Kinder Morgan Inc. put the Lockridge natural gas pipeline in Texas into service earlier this month, according to a filing late Sept. 28 with the U.S. Federal Energy Regulatory Commission (FERC).
Lockridge, along with several pipes under development or construction, is designed to remove gas from the Permian Basin in West Texas and eastern New Mexico where pipeline capacity has not kept up with the amount of gas associated with oil production in the region.
Oil output in the Permian was on track to continue hitting record highs before the coronavirus depressed economic activity and energy demand earlier this year. Crude output in the Permian peaked at 4.9 million barrels in March.
The lack of Permian pipeline space prompted some drillers to flare record amounts of gas before coronavirus demand destruction. That lack kept prices at the region's Waha hub well below the U.S. Henry Hub benchmark in Louisiana for years.
As recently as April, Waha prices were below zero. Henry Hub's premium over Waha averaged 89 cents per million British thermal units so far in 2020. That compares with $1.64 in 2019 and a five-year (2015-2019) average of 65 cents.

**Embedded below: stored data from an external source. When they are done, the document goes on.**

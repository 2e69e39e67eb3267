//! Form payloads and submission outcomes.

use serde::Serialize;

/// Volunteer signup form fields, as entered by the visitor.
#[derive(Debug, Clone, Serialize)]
#[serde(rename_all = "camelCase")]
pub struct VolunteerForm {
    pub name: String,
    pub email: String,
    pub phone: String,
    pub available_days: Vec<String>,
}

/// Contact form fields.
#[derive(Debug, Clone, Serialize)]
#[serde(rename_all = "camelCase")]
pub struct ContactForm {
    pub name: String,
    pub email: String,
    pub message: String,
    pub recipient_email: String,
}

/// Backend verdict on a form submission.
#[derive(Debug, Clone)]
pub struct SubmitOutcome {
    /// Whether the backend accepted the submission.
    pub success: bool,
    /// Optional human-readable confirmation or error copy.
    pub message: Option<String>,
    /// Contact flow only: a mailto link the host may navigate to.
    pub mailto_link: Option<String>,
}

impl SubmitOutcome {
    /// A plain success with no extra copy.
    pub fn accepted() -> Self {
        Self {
            success: true,
            message: None,
            mailto_link: None,
        }
    }

    /// A rejection carrying backend-provided copy.
    pub fn rejected(message: impl Into<String>) -> Self {
        Self {
            success: false,
            message: Some(message.into()),
            mailto_link: None,
        }
    }
}
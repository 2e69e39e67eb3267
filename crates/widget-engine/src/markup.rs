//! Scoped widget markup and stylesheet generation.
//!
//! Everything the widget injects lives under one CSS prefix so host-page
//! styles and ids cannot collide with it. Text that originates from the
//! backend or the visitor is never interpolated as markup; it goes through
//! [`escape_text`], and the only anchors we ever emit come from
//! [`linkify`]'s scheme allow-list.

use widget_core::{BotData, Position, WidgetConfig};

/// Single class-name prefix for every element the widget creates.
pub const CSS_PREFIX: &str = "npo-bots";

/// Marker id of the widget root. Exactly one per page.
pub const ROOT_ID: &str = "npo-bots-root";

/// URL schemes [`linkify`] will turn into anchors.
const ALLOWED_SCHEMES: [&str; 2] = ["http://", "https://"];

/// The widget's mount payload: one root, one isolated stylesheet.
#[derive(Debug, Clone)]
pub struct WidgetMarkup {
    pub root_id: String,
    pub html: String,
    pub stylesheet: String,
}

/// Escape text for safe inclusion in markup.
pub fn escape_text(raw: &str) -> String {
    let mut out = String::with_capacity(raw.len());
    for c in raw.chars() {
        match c {
            '&' => out.push_str("&amp;"),
            '<' => out.push_str("&lt;"),
            '>' => out.push_str("&gt;"),
            '"' => out.push_str("&quot;"),
            '\'' => out.push_str("&#39;"),
            _ => out.push(c),
        }
    }
    out
}

/// Escape `raw` and wrap bare http/https URLs in anchors.
///
/// Any other scheme (`javascript:`, `data:`, ...) stays plain escaped
/// text. This is the only place widget output may contain an element
/// derived from untrusted text.
pub fn linkify(raw: &str) -> String {
    let mut out = String::with_capacity(raw.len());
    let mut first = true;

    for token in raw.split(' ') {
        if !first {
            out.push(' ');
        }
        first = false;

        let lowered = token.to_lowercase();
        if ALLOWED_SCHEMES.iter().any(|s| lowered.starts_with(s)) {
            let escaped = escape_text(token);
            out.push_str(&format!(
                r#"<a href="{0}" target="_blank" rel="noopener noreferrer">{0}</a>"#,
                escaped
            ));
        } else {
            out.push_str(&escape_text(token));
        }
    }

    out
}

/// Build the mount payload for the given configuration and bot data.
pub fn build_markup(config: &WidgetConfig, data: &BotData) -> WidgetMarkup {
    WidgetMarkup {
        root_id: ROOT_ID.to_string(),
        html: build_html(config, data),
        stylesheet: build_stylesheet(config),
    }
}

fn position_rules(position: Position) -> &'static str {
    match position {
        Position::BottomRight => "bottom: 20px; right: 20px;",
        Position::BottomLeft => "bottom: 20px; left: 20px;",
        Position::TopRight => "top: 20px; right: 20px;",
        Position::TopLeft => "top: 20px; left: 20px;",
    }
}

fn build_stylesheet(config: &WidgetConfig) -> String {
    let theme = &config.theme;
    let mut css = format!(
        r#"#{root} {{
  position: fixed;
  {position}
  z-index: 999999;
  font-family: {font_family};
  font-size: {font_size};
}}
#{root} .{p}-launcher {{
  background: {primary};
  color: {text};
  border: none;
  border-radius: 50%;
  width: 56px;
  height: 56px;
  cursor: pointer;
}}
#{root} .{p}-panel {{
  background: #ffffff;
  border-radius: {radius};
  box-shadow: 0 8px 24px rgba(0, 0, 0, 0.15);
  width: 340px;
  display: none;
}}
#{root} .{p}-header {{
  background: {primary};
  color: {text};
  border-radius: {radius} {radius} 0 0;
  padding: 14px 16px;
}}
#{root} .{p}-messages {{
  height: 320px;
  overflow-y: auto;
  padding: 12px;
}}
#{root} .{p}-message-bot {{
  background: #f3f4f6;
  border-radius: {radius};
  padding: 8px 12px;
  margin-bottom: 8px;
}}
#{root} .{p}-message-user {{
  background: {secondary};
  color: {text};
  border-radius: {radius};
  padding: 8px 12px;
  margin-bottom: 8px;
  margin-left: auto;
}}
#{root} .{p}-typing {{
  display: none;
  padding: 8px 12px;
  color: #6b7280;
}}
#{root} .{p}-actions button {{
  background: {primary};
  color: {text};
  border: none;
  border-radius: {radius};
  padding: 8px 12px;
  margin: 4px;
  cursor: pointer;
}}
#{root} .{p}-form-error {{
  display: none;
  color: #b91c1c;
  padding: 8px 12px;
}}
#{root} .{p}-input {{
  border-top: 1px solid #e5e7eb;
  padding: 10px;
}}
#{root} .{p}-branding {{
  font-size: 11px;
  color: #9ca3af;
  text-align: center;
  padding: 6px;
}}
"#,
        root = ROOT_ID,
        p = CSS_PREFIX,
        position = position_rules(config.position),
        font_family = theme.font_family,
        font_size = theme.font_size,
        primary = theme.primary_color,
        secondary = theme.secondary_color,
        text = theme.text_color,
        radius = theme.border_radius,
    );

    // Host overrides always load last so they win on equal specificity.
    if let Some(custom) = &config.custom_css {
        css.push('\n');
        css.push_str(custom);
        css.push('\n');
    }

    css
}

fn build_html(config: &WidgetConfig, data: &BotData) -> String {
    let p = CSS_PREFIX;
    let name = escape_text(&data.name);

    let mut actions = String::new();
    if data.volunteer_enabled {
        actions.push_str(&format!(
            r#"<button class="{p}-action-volunteer" type="button">Volunteer</button>"#
        ));
    }
    if data.donation_enabled {
        for amount in &data.donation_amounts {
            actions.push_str(&format!(
                r#"<button class="{p}-action-donate" type="button" data-amount="{amount}">${amount}</button>"#
            ));
        }
    }
    if data.email_enabled || data.email.is_some() {
        actions.push_str(&format!(
            r#"<button class="{p}-action-contact" type="button">Contact us</button>"#
        ));
    }
    if data.phone_enabled {
        if let Some(phone) = &data.phone {
            actions.push_str(&format!(
                r#"<button class="{p}-action-phone" type="button" data-phone="{}">Call us</button>"#,
                escape_text(phone)
            ));
        }
    }

    let input = if data.chat_enabled {
        format!(
            r#"<div class="{p}-input"><input class="{p}-input-field" type="text" placeholder="Type a message..." /></div>"#
        )
    } else {
        String::new()
    };

    let branding = if data.show_branding {
        format!(r#"<div class="{p}-branding">Powered by NPO Bots</div>"#)
    } else {
        String::new()
    };

    format!(
        r#"<div id="{root}" data-npo-bots-widget="true">
  <button class="{p}-launcher" type="button" aria-label="Open chat with {name}">&#128172;</button>
  <div class="{p}-panel" role="dialog" aria-label="Chat with {name}">
    <div class="{p}-header">{name}</div>
    <div class="{p}-messages"></div>
    <div class="{p}-typing">{name} is typing&#8230;</div>
    <div class="{p}-actions">{actions}</div>
    <div class="{p}-form-error"></div>
    {input}
    {branding}
  </div>
</div>"#,
        root = ROOT_ID,
        p = p,
        name = name,
        actions = actions,
        input = input,
        branding = branding,
    )
}

#[cfg(test)]
mod tests {
    use super::*;
    use widget_core::BotData;

    fn config() -> WidgetConfig {
        WidgetConfig::builder("bot-1").build().unwrap()
    }

    #[test]
    fn test_escape_text() {
        assert_eq!(
            escape_text(r#"<script>alert("x")</script>"#),
            "&lt;script&gt;alert(&quot;x&quot;)&lt;/script&gt;"
        );
        assert_eq!(escape_text("Tom & Jerry's"), "Tom &amp; Jerry&#39;s");
    }

    #[test]
    fn test_linkify_allows_https_only() {
        let out = linkify("see https://example.org for details");
        assert!(out.contains(r#"<a href="https://example.org""#));
        assert!(out.contains("rel=\"noopener noreferrer\""));

        let out = linkify("click javascript:alert(1) now");
        assert!(!out.contains("<a "));
        assert!(out.contains("javascript:alert(1)"));
    }

    #[test]
    fn test_linkify_escapes_url_text() {
        let out = linkify(r#"https://example.org/a"onmouseover="x"#);
        assert!(!out.contains(r#""onmouseover"#));
        assert!(out.contains("&quot;onmouseover=&quot;x"));
    }

    #[test]
    fn test_every_class_is_prefixed() {
        let markup = build_markup(&config(), &BotData::fallback());

        for chunk in markup.html.split("class=\"").skip(1) {
            let class = chunk.split('"').next().unwrap();
            for name in class.split_whitespace() {
                assert!(
                    name.starts_with(CSS_PREFIX),
                    "unprefixed class: {}",
                    name
                );
            }
        }
    }

    #[test]
    fn test_single_root_with_marker() {
        let markup = build_markup(&config(), &BotData::fallback());
        assert_eq!(markup.root_id, ROOT_ID);
        assert_eq!(markup.html.matches(&format!("id=\"{}\"", ROOT_ID)).count(), 1);
        assert!(markup.html.contains("data-npo-bots-widget"));
    }

    #[test]
    fn test_bot_name_is_escaped() {
        let mut data = BotData::fallback();
        data.name = "<img src=x onerror=alert(1)>".to_string();

        let markup = build_markup(&config(), &data);
        assert!(!markup.html.contains("<img"));
        assert!(markup.html.contains("&lt;img"));
    }

    #[test]
    fn test_theme_flows_into_stylesheet() {
        let config = WidgetConfig::builder("bot-1")
            .primary_color("#123456")
            .border_radius("3px")
            .build()
            .unwrap();

        let markup = build_markup(&config, &BotData::fallback());
        assert!(markup.stylesheet.contains("#123456"));
        assert!(markup.stylesheet.contains("3px"));
    }

    #[test]
    fn test_custom_css_appended_last() {
        let config = WidgetConfig::builder("bot-1")
            .custom_css("#npo-bots-root { opacity: 0.9; }")
            .build()
            .unwrap();

        let markup = build_markup(&config, &BotData::fallback());
        let idx = markup.stylesheet.find("opacity: 0.9").unwrap();
        assert!(idx > markup.stylesheet.find(CSS_PREFIX).unwrap());
    }

    #[test]
    fn test_disabled_chat_omits_input() {
        let mut data = BotData::fallback();
        data.chat_enabled = false;

        let markup = build_markup(&config(), &data);
        assert!(!markup.html.contains("-input-field"));
    }

    #[test]
    fn test_donation_buttons_carry_amounts() {
        let markup = build_markup(&config(), &BotData::fallback());
        for amount in [25, 50, 100, 250] {
            assert!(markup.html.contains(&format!("data-amount=\"{}\"", amount)));
        }
    }
}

Henry Hub's premium over Waha has been declining since Kinder Morgan's 2-Bcf/d Gulf Coast Express pipe entered service in September 2019, allowing more low-cost Permian gas to flow to higher-cost markets along the U.S. Gulf Coast.
The 17-mile (27-km) Lockridge pipe is designed to deliver around 500 MMcf/d of gas.
One billion cubic feet is enough gas to fuel about five million U.S. homes for a day.
Other pipes expected to enter service over the next year or so in the Permian include Kinder Morgan's 2.1-Bcf/d Permian Highway in early 2021 and MPLX LP's 2-Bcf/d Whistler in late 2021.